Integration of lipidomics and transcriptomics unravels aberrant lipid metabolism and defines cholesteryl oleate as potential biomarker of prostate cancer.

In-depth delineation of lipid metabolism in prostate cancer (PCa) is significant to open new insights into prostate tumorigenesis and progression, and provide potential biomarkers with greater accuracy for improved diagnosis. Here, we performed lipidomics and transcriptomics in paired prostate cancer tumor (PCT) and adjacent nontumor (ANT) tissues, followed by external validation of biomarker candidates.

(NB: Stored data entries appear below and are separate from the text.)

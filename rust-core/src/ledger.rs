// Hash-chained commit ledger (single parent, append-only).
// Each marker links to the previous marker's state hash; the first links to ZERO_HASH.

use crate::pipeline::StageResult;
use crate::state::{hex_hash, state_hash, Hash, State, ZERO_HASH};
use serde::{Deserialize, Serialize};
use std::ops::RangeInclusive;
use thiserror::Error;

#[derive(Debug, Clone, PartialEq, Eq, Error)]
pub enum LedgerError {
    #[error("state hash mismatch at marker {sequence}")]
    HashMismatch { sequence: u64 },
    #[error("prev_hash does not link to predecessor at marker {sequence}")]
    ChainBroken { sequence: u64 },
    #[error("sequence gap: expected {expected}, found {found}")]
    SequenceGap { expected: u64, found: u64 },
    #[error("range {start}..={end} outside ledger of {len} markers")]
    RangeOutOfBounds { start: u64, end: u64, len: u64 },
}

impl LedgerError {
    /// Range errors are caller mistakes; everything else means tampering or a bug.
    pub fn is_integrity_fault(&self) -> bool {
        !matches!(self, LedgerError::RangeOutOfBounds { .. })
    }
}

#[derive(Clone, Debug, PartialEq, Serialize, Deserialize)]
pub struct CommitMarker {
    pub sequence: u64,
    #[serde(with = "hex_hash")]
    pub prev_hash: Hash,
    #[serde(with = "hex_hash")]
    pub state_hash: Hash,
    pub stage_results: Vec<StageResult>,
    pub timestamp_ms: u64,
}

/// A marker plus the state it finalised, so hashes can be recomputed.
#[derive(Clone, Debug, PartialEq, Serialize, Deserialize)]
pub struct LedgerRecord {
    pub marker: CommitMarker,
    pub state: State,
}

#[derive(Debug, Default, Clone)]
pub struct HashChainLedger {
    records: Vec<LedgerRecord>,
}

impl HashChainLedger {
    pub fn new() -> Self {
        Self::default()
    }

    /// Rebuild from persisted records; the whole chain must verify.
    pub fn from_records(records: Vec<LedgerRecord>) -> Result<Self, LedgerError> {
        let ledger = Self { records };
        if !ledger.is_empty() {
            ledger.verify_detailed(1..=ledger.len())?;
        }
        Ok(ledger)
    }

    /// Load records without checking them. Audit tooling only: nothing loaded
    /// this way should be trusted before `verify` passes.
    pub fn load_unverified(records: Vec<LedgerRecord>) -> Self {
        Self { records }
    }

    pub fn append(
        &mut self,
        state: State,
        stage_results: Vec<StageResult>,
        timestamp_ms: u64,
    ) -> CommitMarker {
        let marker = CommitMarker {
            sequence: self.len() + 1,
            prev_hash: self.tip_hash(),
            state_hash: state_hash(&state),
            stage_results,
            timestamp_ms,
        };
        self.records.push(LedgerRecord {
            marker: marker.clone(),
            state,
        });
        marker
    }

    pub fn len(&self) -> u64 {
        self.records.len() as u64
    }

    pub fn is_empty(&self) -> bool {
        self.records.is_empty()
    }

    pub fn tip(&self) -> Option<&CommitMarker> {
        self.records.last().map(|r| &r.marker)
    }

    /// State hash of the tip, or the genesis constant when empty.
    pub fn tip_hash(&self) -> Hash {
        self.tip().map(|m| m.state_hash).unwrap_or(ZERO_HASH)
    }

    pub fn get(&self, sequence: u64) -> Option<&LedgerRecord> {
        if sequence == 0 {
            return None;
        }
        self.records.get((sequence - 1) as usize)
    }

    pub fn records(&self) -> &[LedgerRecord] {
        &self.records
    }

    pub fn markers(&self) -> impl Iterator<Item = &CommitMarker> {
        self.records.iter().map(|r| &r.marker)
    }

    pub fn verify(&self, range: RangeInclusive<u64>) -> bool {
        self.verify_detailed(range).is_ok()
    }

    pub fn verify_all(&self) -> Result<(), LedgerError> {
        if self.is_empty() {
            return Ok(());
        }
        self.verify_detailed(1..=self.len())
    }

    /// Recompute each state hash in the range and check every back-link,
    /// including the link from the first marker in the range to its predecessor.
    pub fn verify_detailed(&self, range: RangeInclusive<u64>) -> Result<(), LedgerError> {
        let (start, end) = (*range.start(), *range.end());
        if start == 0 || start > end || end > self.len() {
            return Err(LedgerError::RangeOutOfBounds {
                start,
                end,
                len: self.len(),
            });
        }

        let mut expected_prev = if start == 1 {
            ZERO_HASH
        } else {
            self.records[(start - 2) as usize].marker.state_hash
        };

        for seq in start..=end {
            let record = &self.records[(seq - 1) as usize];
            let marker = &record.marker;
            if marker.sequence != seq {
                return Err(LedgerError::SequenceGap {
                    expected: seq,
                    found: marker.sequence,
                });
            }
            if marker.prev_hash != expected_prev {
                return Err(LedgerError::ChainBroken { sequence: seq });
            }
            if state_hash(&record.state) != marker.state_hash {
                return Err(LedgerError::HashMismatch { sequence: seq });
            }
            expected_prev = marker.state_hash;
        }
        Ok(())
    }

    #[cfg(test)]
    pub(crate) fn flip_hash_byte(&mut self, sequence: u64, byte: usize) {
        self.records[(sequence - 1) as usize].marker.state_hash[byte] ^= 0x01;
    }
}

#[cfg(test)]
mod tests {
    use super::*;
    use crate::constants::Constants;
    use crate::transition::{apply, Event};

    fn ledger_of(n: usize) -> HashChainLedger {
        let c = Constants::default();
        let mut ledger = HashChainLedger::new();
        let mut s = State::genesis(&c);
        for i in 0..n {
            s = apply(s, Event::Release, &c).unwrap();
            ledger.append(s, Vec::new(), 1_000 + i as u64);
        }
        ledger
    }

    #[test]
    fn first_marker_links_to_genesis() {
        let ledger = ledger_of(1);
        let m = ledger.tip().unwrap();
        assert_eq!(m.sequence, 1);
        assert_eq!(m.prev_hash, ZERO_HASH);
        assert_eq!(m.state_hash, state_hash(&ledger.get(1).unwrap().state));
    }

    #[test]
    fn markers_chain_by_state_hash() {
        let ledger = ledger_of(4);
        let markers: Vec<_> = ledger.markers().collect();
        for w in markers.windows(2) {
            assert_eq!(w[1].prev_hash, w[0].state_hash);
        }
        assert!(ledger.verify(1..=4));
        assert!(ledger.verify(2..=3));
    }

    #[test]
    fn flipping_a_historical_hash_byte_is_detected() {
        for byte in [0usize, 13, 31] {
            let mut ledger = ledger_of(5);
            ledger.records[2].marker.state_hash[byte] ^= 0x01;
            assert!(!ledger.verify(1..=5));
            assert!(!ledger.verify(3..=3));
            assert_eq!(
                ledger.verify_detailed(1..=5),
                Err(LedgerError::HashMismatch { sequence: 3 })
            );
            // A range starting right after still sees the broken back-link.
            assert_eq!(
                ledger.verify_detailed(4..=5),
                Err(LedgerError::ChainBroken { sequence: 4 })
            );
            assert!(ledger.verify(1..=2));
        }
    }

    #[test]
    fn altered_state_is_detected() {
        let mut ledger = ledger_of(3);
        ledger.records[0].state.entropy = 0.5;
        assert_eq!(
            ledger.verify_detailed(1..=3),
            Err(LedgerError::HashMismatch { sequence: 1 })
        );
    }

    #[test]
    fn out_of_range_is_not_verified() {
        let ledger = ledger_of(2);
        assert!(!ledger.verify(0..=1));
        assert!(!ledger.verify(1..=3));
        let err = ledger.verify_detailed(2..=1).unwrap_err();
        assert!(!err.is_integrity_fault());
    }

    #[test]
    fn from_records_refuses_tampered_chain() {
        let ledger = ledger_of(3);
        let mut records = ledger.records().to_vec();
        assert!(HashChainLedger::from_records(records.clone()).is_ok());
        records[1].marker.prev_hash = ZERO_HASH;
        assert_eq!(
            HashChainLedger::from_records(records).unwrap_err(),
            LedgerError::ChainBroken { sequence: 2 }
        );
    }

    #[test]
    fn marker_json_uses_hex_hashes() {
        let ledger = ledger_of(1);
        let json = serde_json::to_value(ledger.tip().unwrap()).unwrap();
        assert_eq!(json["prev_hash"], "0".repeat(64));
        let back: CommitMarker = serde_json::from_value(json).unwrap();
        assert_eq!(&back, ledger.tip().unwrap());
    }
}
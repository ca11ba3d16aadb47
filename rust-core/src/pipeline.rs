// Commit pipeline.
//
// Six stages in a fixed order. Stages 1-5 are pure functions of the draft and
// the constants and only write into a scratch `Workspace`; stage 6 is the
// single externally visible write (ledger append + live pointer swap). Any
// error before stage 6 leaves the ledger, the live state and the draft as
// they were.

use crate::constants::Constants;
use crate::ledger::{CommitMarker, HashChainLedger};
use crate::state::{state_hash, Stability, State};
use crate::store::{Draft, StateStore};
use crate::transition::{self, Event};
use serde::{Deserialize, Serialize};
use thiserror::Error;

/// Upper bound on simulated steps in a forecast.
pub const MAX_FORECAST_STEPS: u64 = 4_096;

#[derive(Clone, Copy, Debug, PartialEq, Eq, Hash, Serialize, Deserialize)]
#[serde(rename_all = "snake_case")]
pub enum StageId {
    Reallocation,
    Recalibration,
    Topology,
    Recalculation,
    Forecast,
    Finalization,
}

impl StageId {
    /// 1-based position in the pipeline.
    pub fn position(self) -> usize {
        match self {
            StageId::Reallocation => 1,
            StageId::Recalibration => 2,
            StageId::Topology => 3,
            StageId::Recalculation => 4,
            StageId::Forecast => 5,
            StageId::Finalization => 6,
        }
    }
}

impl std::fmt::Display for StageId {
    fn fmt(&self, f: &mut std::fmt::Formatter<'_>) -> std::fmt::Result {
        write!(f, "{:?}({})", self, self.position())
    }
}

#[derive(Debug, Clone, PartialEq, Error)]
#[error("pipeline stage {stage} failed: {reason}")]
pub struct PipelineStageError {
    pub stage: StageId,
    pub reason: String,
}

impl PipelineStageError {
    pub fn new(stage: StageId, reason: impl Into<String>) -> Self {
        Self {
            stage,
            reason: reason.into(),
        }
    }
}

/// Per-stage output recorded in the commit marker.
/// Stage 1 carries the ops, which is what replay re-applies.
#[derive(Clone, Debug, PartialEq, Serialize, Deserialize)]
#[serde(tag = "stage", rename_all = "snake_case")]
pub enum StageResult {
    Reallocation {
        ops: Vec<Event>,
        inflow: f64,
        outflow: f64,
    },
    Recalibration {
        capacity: f64,
        load: f64,
    },
    Topology {
        from_tick: u64,
        to_tick: u64,
        from_cycle: u64,
        to_cycle: u64,
    },
    Recalculation {
        entropy: f64,
        boundary: f64,
        stability: Stability,
    },
    Forecast {
        /// `None` when collapse is not reached within the forecast horizon.
        pressures_to_collapse: Option<u64>,
        /// `None` when natural decay alone does not reach Stable in the horizon.
        decay_ticks_to_stable: Option<u64>,
    },
}

impl StageResult {
    pub fn stage(&self) -> StageId {
        match self {
            StageResult::Reallocation { .. } => StageId::Reallocation,
            StageResult::Recalibration { .. } => StageId::Recalibration,
            StageResult::Topology { .. } => StageId::Topology,
            StageResult::Recalculation { .. } => StageId::Recalculation,
            StageResult::Forecast { .. } => StageId::Forecast,
        }
    }
}

/// Ops recorded by a marker's reallocation result.
pub fn recorded_ops(results: &[StageResult]) -> Option<&[Event]> {
    results.iter().find_map(|r| match r {
        StageResult::Reallocation { ops, .. } => Some(ops.as_slice()),
        _ => None,
    })
}

/// Scratch space threaded through stages 1-5.
#[derive(Clone, Debug)]
pub struct Workspace {
    pub base: State,
    pub working: State,
    pub ops: Vec<Event>,
    /// Entropy after folding every op (stage 1).
    pub folded_entropy: Option<f64>,
    pub cycles: u64,
    /// Capacity left below collapse (stage 2).
    pub capacity: Option<f64>,
    /// Topology checked (stage 3).
    pub linked: bool,
    /// Recalculated state (stage 4).
    pub recalculated: Option<State>,
}

impl Workspace {
    pub fn from_draft(draft: &Draft) -> Self {
        Self {
            base: draft.base_state,
            working: draft.working,
            ops: draft.pending_ops.clone(),
            folded_entropy: None,
            cycles: 0,
            capacity: None,
            linked: false,
            recalculated: None,
        }
    }
}

pub trait Stage: Send + Sync {
    fn id(&self) -> StageId;
    fn run(&self, ws: &mut Workspace, constants: &Constants)
        -> Result<StageResult, PipelineStageError>;
}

We identified major dysregulated pathways involving lipogenesis, lipid uptake and phospholipids remodeling, correlated with widespread lipid accumulation and lipid compositional reprogramming in PCa. Specifically, cholesteryl esters (CEs) were most prominently accumulated in PCa, and significantly associated with cancer progression and metastasis. We showed that overexpressed scavenger receptor class B type I (SR-BI) may contribute to CEs accumulation. In discovery set, CEs robustly differentiated PCa from nontumor (area under curve (AUC) of receiver operating characteristics (ROC), 0.90-0.94). In validation set, CEs potently distinguished PCa and non-malignance (AUC, 0.84-0.91), and discriminated PCa and benign prostatic hyperplasia (BPH) (AUC, 0.90-0.96), superior to serum prostate-specific antigen (PSA) (AUC = 0.83). Cholesteryl oleate showed highest AUCs in distinguishing PCa from non-malignance or BPH (AUC = 0.91 and 0.96). Collectively, our results unravel the major lipid metabolic aberrations in PCa and imply the potential role of CEs, particularly, cholesteryl oleate, as molecular biomarker for PCa detection.